*** Extracted material Section Begins ***

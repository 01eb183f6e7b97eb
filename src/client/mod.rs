//! Rate client: one deadline-bounded call to the server, then the artifact.
//!
//! # Flow
//! ```text
//! Deadline(300ms) minted
//!     → expired already? ── yes → "execution time exceeded", no request
//!     → GET /cotacao bound to the same deadline
//!     → 200? ── no → UnexpectedStatus, nothing written
//!     → read body (still bound) → Artifact::write_bid
//! ```
//!
//! No retries, and the artifact is only touched after a complete fetch.

pub mod artifact;

pub use artifact::{Artifact, ARTIFACT_PREFIX};

use reqwest::StatusCode;

use crate::error::{RateError, RateResult};
use crate::resilience::{Deadline, CLIENT_TIMEOUT};

/// Client for the server's quote endpoint.
#[derive(Clone)]
pub struct RateClient {
    http: reqwest::Client,
    url: String,
}

impl RateClient {
    /// Create a client calling `url` (the full `/cotacao` URL).
    pub fn new(http: reqwest::Client, url: impl Into<String>) -> Self {
        Self {
            http,
            url: url.into(),
        }
    }

    pub fn url(&self) -> &str {
        &self.url
    }

    /// Fetch the raw bid body under `deadline`.
    pub async fn fetch_bid(&self, deadline: &Deadline) -> RateResult<Vec<u8>> {
        if deadline.is_expired() {
            return Err(RateError::DeadlineExceeded);
        }

        let request = self
            .http
            .get(&self.url)
            .build()
            .map_err(|e| RateError::RequestBuild(e.to_string()))?;

        let response = deadline
            .run(self.http.execute(request))
            .await?
            .map_err(|e| RateError::Transport(e.to_string()))?;

        let status = response.status();
        if status != StatusCode::OK {
            return Err(RateError::UnexpectedStatus {
                code: status.as_u16(),
            });
        }

        let body = deadline
            .run(response.bytes())
            .await?
            .map_err(|e| RateError::BodyRead(e.to_string()))?;

        Ok(body.to_vec())
    }

    /// One full run with the standard 300ms budget.
    pub async fn run(&self, artifact: &Artifact) -> RateResult<Vec<u8>> {
        self.run_with_deadline(Deadline::after(CLIENT_TIMEOUT), artifact)
            .await
    }

    /// One full run bounded by an already-minted deadline.
    ///
    /// Every failure is logged here; the returned error is for the caller's
    /// exit handling only.
    pub async fn run_with_deadline(
        &self,
        deadline: Deadline,
        artifact: &Artifact,
    ) -> RateResult<Vec<u8>> {
        if deadline.is_expired() {
            tracing::warn!(url = %self.url, "Execution time exceeded");
            return Err(RateError::DeadlineExceeded);
        }

        let bid = match self.fetch_bid(&deadline).await {
            Ok(bid) => bid,
            Err(e) => {
                tracing::error!(url = %self.url, error = %e, "Failed to get exchange rate");
                return Err(e);
            }
        };

        if let Err(e) = artifact.write_bid(&bid).await {
            tracing::error!(
                path = %artifact.path().display(),
                error = %e,
                "Failed to create exchange rate file"
            );
            return Err(e);
        }

        tracing::info!(
            path = %artifact.path().display(),
            bid = %String::from_utf8_lossy(&bid),
            "Exchange rate written"
        );
        Ok(bid)
    }
}
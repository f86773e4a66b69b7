//! Post-submit polling as a pure state machine.
//!
//! [`transition`] decides what one observation means given how far into the
//! attempt it was made. [`AttemptState`] counts checks against the budget.
//! Neither touches the clock, so sequences of locations can be replayed
//! directly in tests.

use crate::error::PageError;
use crate::markers::{Classification, Markers};

/// Result of feeding one observation into the state machine.
#[derive(Debug, Clone, Copy, PartialEq, Eq)]
pub enum Step<'a> {
	/// No verdict yet. Carries what the location looked like.
	Continue(Classification),
	/// The authenticated area was reached.
	Authenticated,
	/// The login surface came back after the grace window.
	Rejected(&'a str),
	/// The location could not be read.
	SessionLost(&'a PageError),
}

/// Classifies the observation made at `check` (1-based).
///
/// A login-surface location only counts as a rejection once `check` exceeds
/// `grace_checks`; before that the page may still be mid-navigation from the
/// submit click.
pub fn transition<'a>(check: u32, observed: Result<&'a str, &'a PageError>, markers: &Markers, grace_checks: u32) -> Step<'a> {
	let location = match observed {
		Ok(location) => location,
		Err(err) => return Step::SessionLost(err),
	};

	match markers.classify(location) {
		Classification::Authenticated => Step::Authenticated,
		Classification::LoginSurface if check > grace_checks => Step::Rejected(location),
		other => Step::Continue(other),
	}
}

/// Per-attempt polling counter. Never outlives one attempt.
#[derive(Debug, Clone, PartialEq, Eq)]
pub struct AttemptState {
	checks: u32,
	max_checks: u32,
	checkpoint_seen: bool,
}

impl AttemptState {
	pub fn new(max_checks: u32) -> Self {
		Self {
			checks: 0,
			max_checks,
			checkpoint_seen: false,
		}
	}

	/// Claims the next check, or `None` once the budget is spent.
	pub fn next_check(&mut self) -> Option<u32> {
		if self.checks >= self.max_checks {
			return None;
		}
		self.checks += 1;
		Some(self.checks)
	}

	/// Checks consumed so far.
	pub fn checks(&self) -> u32 {
		self.checks
	}

	pub fn max_checks(&self) -> u32 {
		self.max_checks
	}

	/// Records a checkpoint sighting. Returns true only for the first one.
	pub fn note_checkpoint(&mut self) -> bool {
		!std::mem::replace(&mut self.checkpoint_seen, true)
	}
}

*** Extracted material Section Ends ***

■ **Exercise requirements**: Write out, word for word, the line containing "the first one." and every line after it to the end of the data above.

■ **Expected answer**:
	/// Records a checkpoint sighting. Returns true only for the first one.
	pub fn note_checkpoint(&mut self) -> bool {
		!std::mem::replace(&mut self.checkpoint_seen, true)
	}
}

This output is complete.